▶
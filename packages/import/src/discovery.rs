//! Data file discovery.

use std::path::Path;

use traj_import_models::FileBatch;

/// Errors from listing the data directory.
#[derive(Debug, thiserror::Error)]
pub enum DiscoveryError {
    /// The directory holds no file with the requested suffix.
    #[error("No '{suffix}' files found in directory '{dir}'")]
    NoFilesFound {
        /// Directory that was searched.
        dir: String,
        /// Suffix that was searched for.
        suffix: String,
    },

    /// The directory or one of its entries could not be read.
    #[error("Failed to read directory {dir}: {source}")]
    ReadDir {
        /// Directory that was searched.
        dir: String,
        /// Underlying I/O error.
        source: std::io::Error,
    },
}

/// Lists the regular files in `dir` whose name ends with `suffix`, ordered
/// by file name.
///
/// Subdirectories are not searched.
///
/// # Errors
///
/// Returns [`DiscoveryError::NoFilesFound`] if nothing matches, or
/// [`DiscoveryError::ReadDir`] if the directory cannot be read.
pub fn list(dir: &Path, suffix: &str) -> Result<FileBatch, DiscoveryError> {
    let read_err = |e| DiscoveryError::ReadDir {
        dir: dir.display().to_string(),
        source: e,
    };

    let mut files = Vec::new();
    for entry in std::fs::read_dir(dir).map_err(read_err)? {
        let path = entry.map_err(read_err)?.path();
        let matches = path
            .file_name()
            .is_some_and(|name| name.to_string_lossy().ends_with(suffix));
        if matches && path.is_file() {
            files.push(path);
        }
    }

    let batch = FileBatch::new(files);
    if batch.is_empty() {
        return Err(DiscoveryError::NoFilesFound {
            dir: dir.display().to_string(),
            suffix: suffix.to_string(),
        });
    }

    log::debug!("Discovered {} file(s) in {}", batch.len(), dir.display());

    Ok(batch)
}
◀
▶ **EXERCISE GOAL**: Copy the entries word for word.

▶ **EXERCISE OUTPUT**:
filename packages/import/src/discovery.rs
//! Data file discovery.

use std::path::Path;

use traj_import_models::FileBatch;

/// Errors from listing the data directory.
#[derive(Debug, thiserror::Error)]
pub enum DiscoveryError {
    /// The directory holds no file with the requested suffix.
    #[error("No '{suffix}' files found in directory '{dir}'")]
    NoFilesFound {
        /// Directory that was searched.
        dir: String,
        /// Suffix that was searched for.
        suffix: String,
    },

    /// The directory or one of its entries could not be read.
    #[error("Failed to read directory {dir}: {source}")]
    ReadDir {
        /// Directory that was searched.
        dir: String,
        /// Underlying I/O error.
        source: std::io::Error,
    },
}

/// Lists the regular files in `dir` whose name ends with `suffix`, ordered
/// by file name.
///
/// Subdirectories are not searched.
///
/// # Errors
///
/// Returns [`DiscoveryError::NoFilesFound`] if nothing matches, or
/// [`DiscoveryError::ReadDir`] if the directory cannot be read.
pub fn list(dir: &Path, suffix: &str) -> Result<FileBatch, DiscoveryError> {
    let read_err = |e| DiscoveryError::ReadDir {
        dir: dir.display().to_string(),
        source: e,
    };

    let mut files = Vec::new();
    for entry in std::fs::read_dir(dir).map_err(read_err)? {
        let path = entry.map_err(read_err)?.path();
        let matches = path
            .file_name()
            .is_some_and(|name| name.to_string_lossy().ends_with(suffix));
        if matches && path.is_file() {
            files.push(path);
        }
    }

    let batch = FileBatch::new(files);
    if batch.is_empty() {
        return Err(DiscoveryError::NoFilesFound {
            dir: dir.display().to_string(),
            suffix: suffix.to_string(),
        });
    }

    log::debug!("Discovered {} file(s) in {}", batch.len(), dir.display());

    Ok(batch)
}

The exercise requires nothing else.